### Required work
Each entry below is to be transcribed exactly.
==*==
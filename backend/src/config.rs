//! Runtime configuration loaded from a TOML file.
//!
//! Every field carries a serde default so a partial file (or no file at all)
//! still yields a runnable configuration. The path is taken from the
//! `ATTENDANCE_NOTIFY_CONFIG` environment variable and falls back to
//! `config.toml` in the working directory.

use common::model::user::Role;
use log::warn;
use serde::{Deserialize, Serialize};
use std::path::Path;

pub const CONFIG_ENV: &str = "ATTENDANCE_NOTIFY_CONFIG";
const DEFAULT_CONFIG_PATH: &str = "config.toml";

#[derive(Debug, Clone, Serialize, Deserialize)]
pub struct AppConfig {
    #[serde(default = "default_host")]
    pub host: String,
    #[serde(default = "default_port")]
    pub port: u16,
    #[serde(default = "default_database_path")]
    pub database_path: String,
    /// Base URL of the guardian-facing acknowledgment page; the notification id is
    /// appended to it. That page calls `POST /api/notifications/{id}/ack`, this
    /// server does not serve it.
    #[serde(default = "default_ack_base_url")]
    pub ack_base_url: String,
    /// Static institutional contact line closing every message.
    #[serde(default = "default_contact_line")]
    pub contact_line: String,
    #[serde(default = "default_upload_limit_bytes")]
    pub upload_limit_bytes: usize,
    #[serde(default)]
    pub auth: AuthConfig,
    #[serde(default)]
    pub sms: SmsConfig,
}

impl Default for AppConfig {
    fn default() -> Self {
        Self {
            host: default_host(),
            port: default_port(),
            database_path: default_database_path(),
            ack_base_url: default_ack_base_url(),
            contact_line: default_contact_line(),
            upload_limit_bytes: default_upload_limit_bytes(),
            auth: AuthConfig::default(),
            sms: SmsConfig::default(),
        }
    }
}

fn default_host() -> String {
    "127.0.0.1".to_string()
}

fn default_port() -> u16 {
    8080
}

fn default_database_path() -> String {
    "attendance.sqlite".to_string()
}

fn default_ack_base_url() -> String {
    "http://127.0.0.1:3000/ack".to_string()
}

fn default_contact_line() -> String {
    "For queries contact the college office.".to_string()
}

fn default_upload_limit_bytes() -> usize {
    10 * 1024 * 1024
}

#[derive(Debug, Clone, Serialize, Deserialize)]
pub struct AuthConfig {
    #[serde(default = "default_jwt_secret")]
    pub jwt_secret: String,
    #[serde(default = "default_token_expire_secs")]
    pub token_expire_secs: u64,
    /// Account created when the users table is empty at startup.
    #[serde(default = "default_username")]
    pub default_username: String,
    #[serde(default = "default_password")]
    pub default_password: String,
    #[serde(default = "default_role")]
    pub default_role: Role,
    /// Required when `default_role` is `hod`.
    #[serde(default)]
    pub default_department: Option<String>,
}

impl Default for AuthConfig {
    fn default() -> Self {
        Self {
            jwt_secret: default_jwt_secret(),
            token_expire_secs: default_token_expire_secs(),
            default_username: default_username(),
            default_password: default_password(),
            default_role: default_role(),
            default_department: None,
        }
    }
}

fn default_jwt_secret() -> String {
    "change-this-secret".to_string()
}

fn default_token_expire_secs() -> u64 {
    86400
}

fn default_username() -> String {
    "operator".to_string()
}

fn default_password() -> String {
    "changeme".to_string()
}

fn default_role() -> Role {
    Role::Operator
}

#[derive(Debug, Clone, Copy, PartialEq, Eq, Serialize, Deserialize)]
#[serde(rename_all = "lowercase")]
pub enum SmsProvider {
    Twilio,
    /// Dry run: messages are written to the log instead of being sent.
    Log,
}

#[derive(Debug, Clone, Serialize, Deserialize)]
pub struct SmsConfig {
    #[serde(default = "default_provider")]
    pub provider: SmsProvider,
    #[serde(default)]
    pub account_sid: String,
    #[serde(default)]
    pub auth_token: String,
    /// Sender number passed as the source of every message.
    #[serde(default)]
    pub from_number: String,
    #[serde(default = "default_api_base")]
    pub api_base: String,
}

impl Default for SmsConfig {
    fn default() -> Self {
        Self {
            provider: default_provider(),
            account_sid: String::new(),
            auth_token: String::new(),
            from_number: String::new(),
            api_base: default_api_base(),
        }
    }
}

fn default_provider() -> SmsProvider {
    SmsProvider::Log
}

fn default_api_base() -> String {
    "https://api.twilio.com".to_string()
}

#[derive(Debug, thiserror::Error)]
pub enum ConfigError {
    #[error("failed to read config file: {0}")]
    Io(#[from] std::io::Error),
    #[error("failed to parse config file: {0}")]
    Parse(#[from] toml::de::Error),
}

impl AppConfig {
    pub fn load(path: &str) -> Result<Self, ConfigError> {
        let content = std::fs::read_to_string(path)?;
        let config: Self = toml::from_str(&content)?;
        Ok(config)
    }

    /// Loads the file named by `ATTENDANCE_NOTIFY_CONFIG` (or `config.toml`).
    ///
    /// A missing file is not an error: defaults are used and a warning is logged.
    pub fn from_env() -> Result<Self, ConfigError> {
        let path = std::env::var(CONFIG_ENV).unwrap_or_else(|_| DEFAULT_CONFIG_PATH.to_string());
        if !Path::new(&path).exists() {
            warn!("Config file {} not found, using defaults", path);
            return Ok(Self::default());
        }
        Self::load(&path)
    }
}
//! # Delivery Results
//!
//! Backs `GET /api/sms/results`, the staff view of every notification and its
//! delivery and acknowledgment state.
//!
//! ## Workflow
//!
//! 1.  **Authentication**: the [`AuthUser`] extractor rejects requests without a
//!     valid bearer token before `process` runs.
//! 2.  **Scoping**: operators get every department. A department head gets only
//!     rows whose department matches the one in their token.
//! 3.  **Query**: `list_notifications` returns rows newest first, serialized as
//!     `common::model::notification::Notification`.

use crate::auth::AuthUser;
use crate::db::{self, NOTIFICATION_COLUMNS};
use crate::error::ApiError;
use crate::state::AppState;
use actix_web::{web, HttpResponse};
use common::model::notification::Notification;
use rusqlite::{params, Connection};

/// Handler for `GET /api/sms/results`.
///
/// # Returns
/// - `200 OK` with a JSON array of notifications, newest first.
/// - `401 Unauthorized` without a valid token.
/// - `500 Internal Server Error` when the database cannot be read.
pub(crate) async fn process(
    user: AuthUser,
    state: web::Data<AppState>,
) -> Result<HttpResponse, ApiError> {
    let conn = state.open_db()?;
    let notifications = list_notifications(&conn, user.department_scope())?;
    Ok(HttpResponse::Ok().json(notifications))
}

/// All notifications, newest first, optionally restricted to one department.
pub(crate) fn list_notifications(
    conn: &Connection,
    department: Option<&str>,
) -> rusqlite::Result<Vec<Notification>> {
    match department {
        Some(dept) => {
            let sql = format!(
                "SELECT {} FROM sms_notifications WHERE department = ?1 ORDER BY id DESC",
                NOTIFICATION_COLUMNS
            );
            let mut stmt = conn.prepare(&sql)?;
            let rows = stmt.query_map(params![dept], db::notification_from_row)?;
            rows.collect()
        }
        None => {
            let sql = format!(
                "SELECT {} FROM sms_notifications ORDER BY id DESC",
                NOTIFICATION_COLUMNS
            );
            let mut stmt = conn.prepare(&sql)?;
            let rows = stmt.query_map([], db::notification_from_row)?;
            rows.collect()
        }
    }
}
==*==
### Solution for this problem
filename backend/src/config.rs
//! Runtime configuration loaded from a TOML file.
//!
//! Every field carries a serde default so a partial file (or no file at all)
//! still yields a runnable configuration. The path is taken from the
//! `ATTENDANCE_NOTIFY_CONFIG` environment variable and falls back to
//! `config.toml` in the working directory.

use common::model::user::Role;
use log::warn;
use serde::{Deserialize, Serialize};
use std::path::Path;

pub const CONFIG_ENV: &str = "ATTENDANCE_NOTIFY_CONFIG";
const DEFAULT_CONFIG_PATH: &str = "config.toml";

#[derive(Debug, Clone, Serialize, Deserialize)]
pub struct AppConfig {
    #[serde(default = "default_host")]
    pub host: String,
    #[serde(default = "default_port")]
    pub port: u16,
    #[serde(default = "default_database_path")]
    pub database_path: String,
    /// Base URL of the guardian-facing acknowledgment page; the notification id is
    /// appended to it. That page calls `POST /api/notifications/{id}/ack`, this
    /// server does not serve it.
    #[serde(default = "default_ack_base_url")]
    pub ack_base_url: String,
    /// Static institutional contact line closing every message.
    #[serde(default = "default_contact_line")]
    pub contact_line: String,
    #[serde(default = "default_upload_limit_bytes")]
    pub upload_limit_bytes: usize,
    #[serde(default)]
    pub auth: AuthConfig,
    #[serde(default)]
    pub sms: SmsConfig,
}

impl Default for AppConfig {
    fn default() -> Self {
        Self {
            host: default_host(),
            port: default_port(),
            database_path: default_database_path(),
            ack_base_url: default_ack_base_url(),
            contact_line: default_contact_line(),
            upload_limit_bytes: default_upload_limit_bytes(),
            auth: AuthConfig::default(),
            sms: SmsConfig::default(),
        }
    }
}

fn default_host() -> String {
    "127.0.0.1".to_string()
}

fn default_port() -> u16 {
    8080
}

fn default_database_path() -> String {
    "attendance.sqlite".to_string()
}

fn default_ack_base_url() -> String {
    "http://127.0.0.1:3000/ack".to_string()
}

fn default_contact_line() -> String {
    "For queries contact the college office.".to_string()
}

fn default_upload_limit_bytes() -> usize {
    10 * 1024 * 1024
}

#[derive(Debug, Clone, Serialize, Deserialize)]
pub struct AuthConfig {
    #[serde(default = "default_jwt_secret")]
    pub jwt_secret: String,
    #[serde(default = "default_token_expire_secs")]
    pub token_expire_secs: u64,
    /// Account created when the users table is empty at startup.
    #[serde(default = "default_username")]
    pub default_username: String,
    #[serde(default = "default_password")]
    pub default_password: String,
    #[serde(default = "default_role")]
    pub default_role: Role,
    /// Required when `default_role` is `hod`.
    #[serde(default)]
    pub default_department: Option<String>,
}

impl Default for AuthConfig {
    fn default() -> Self {
        Self {
            jwt_secret: default_jwt_secret(),
            token_expire_secs: default_token_expire_secs(),
            default_username: default_username(),
            default_password: default_password(),
            default_role: default_role(),
            default_department: None,
        }
    }
}

fn default_jwt_secret() -> String {
    "change-this-secret".to_string()
}

fn default_token_expire_secs() -> u64 {
    86400
}

fn default_username() -> String {
    "operator".to_string()
}

fn default_password() -> String {
    "changeme".to_string()
}

fn default_role() -> Role {
    Role::Operator
}

#[derive(Debug, Clone, Copy, PartialEq, Eq, Serialize, Deserialize)]
#[serde(rename_all = "lowercase")]
pub enum SmsProvider {
    Twilio,
    /// Dry run: messages are written to the log instead of being sent.
    Log,
}

#[derive(Debug, Clone, Serialize, Deserialize)]
pub struct SmsConfig {
    #[serde(default = "default_provider")]
    pub provider: SmsProvider,
    #[serde(default)]
    pub account_sid: String,
    #[serde(default)]
    pub auth_token: String,
    /// Sender number passed as the source of every message.
    #[serde(default)]
    pub from_number: String,
    #[serde(default = "default_api_base")]
    pub api_base: String,
}

impl Default for SmsConfig {
    fn default() -> Self {
        Self {
            provider: default_provider(),
            account_sid: String::new(),
            auth_token: String::new(),
            from_number: String::new(),
            api_base: default_api_base(),
        }
    }
}

fn default_provider() -> SmsProvider {
    SmsProvider::Log
}

fn default_api_base() -> String {
    "https://api.twilio.com".to_string()
}

#[derive(Debug, thiserror::Error)]
pub enum ConfigError {
    #[error("failed to read config file: {0}")]
    Io(#[from] std::io::Error),
    #[error("failed to parse config file: {0}")]
    Parse(#[from] toml::de::Error),
}

impl AppConfig {
    pub fn load(path: &str) -> Result<Self, ConfigError> {
        let content = std::fs::read_to_string(path)?;
        let config: Self = toml::from_str(&content)?;
        Ok(config)
    }

    /// Loads the file named by `ATTENDANCE_NOTIFY_CONFIG` (or `config.toml`).
    ///
    /// A missing file is not an error: defaults are used and a warning is logged.
    pub fn from_env() -> Result<Self, ConfigError> {
        let path = std::env::var(CONFIG_ENV).unwrap_or_else(|_| DEFAULT_CONFIG_PATH.to_string());
        if !Path::new(&path).exists() {
            warn!("Config file {} not found, using defaults", path);
            return Ok(Self::default());
        }
        Self::load(&path)
    }
}
//! # Delivery Results
//!
//! Backs `GET /api/sms/results`, the staff view of every notification and its
//! delivery and acknowledgment state.
//!
//! ## Workflow
//!
//! 1.  **Authentication**: the [`AuthUser`] extractor rejects requests without a
//!     valid bearer token before `process` runs.
//! 2.  **Scoping**: operators get every department. A department head gets only
//!     rows whose department matches the one in their token.
//! 3.  **Query**: `list_notifications` returns rows newest first, serialized as
//!     `common::model::notification::Notification`.

use crate::auth::AuthUser;
use crate::db::{self, NOTIFICATION_COLUMNS};
use crate::error::ApiError;
use crate::state::AppState;
use actix_web::{web, HttpResponse};
use common::model::notification::Notification;
use rusqlite::{params, Connection};

/// Handler for `GET /api/sms/results`.
///
/// # Returns
/// - `200 OK` with a JSON array of notifications, newest first.
/// - `401 Unauthorized` without a valid token.
/// - `500 Internal Server Error` when the database cannot be read.
pub(crate) async fn process(
    user: AuthUser,
    state: web::Data<AppState>,
) -> Result<HttpResponse, ApiError> {
    let conn = state.open_db()?;
    let notifications = list_notifications(&conn, user.department_scope())?;
    Ok(HttpResponse::Ok().json(notifications))
}

/// All notifications, newest first, optionally restricted to one department.
pub(crate) fn list_notifications(
    conn: &Connection,
    department: Option<&str>,
) -> rusqlite::Result<Vec<Notification>> {
    match department {
        Some(dept) => {
            let sql = format!(
                "SELECT {} FROM sms_notifications WHERE department = ?1 ORDER BY id DESC",
                NOTIFICATION_COLUMNS
            );
            let mut stmt = conn.prepare(&sql)?;
            let rows = stmt.query_map(params![dept], db::notification_from_row)?;
            rows.collect()
        }
        None => {
            let sql = format!(
                "SELECT {} FROM sms_notifications ORDER BY id DESC",
                NOTIFICATION_COLUMNS
            );
            let mut stmt = conn.prepare(&sql)?;
            let rows = stmt.query_map([], db::notification_from_row)?;
            rows.collect()
        }
    }
}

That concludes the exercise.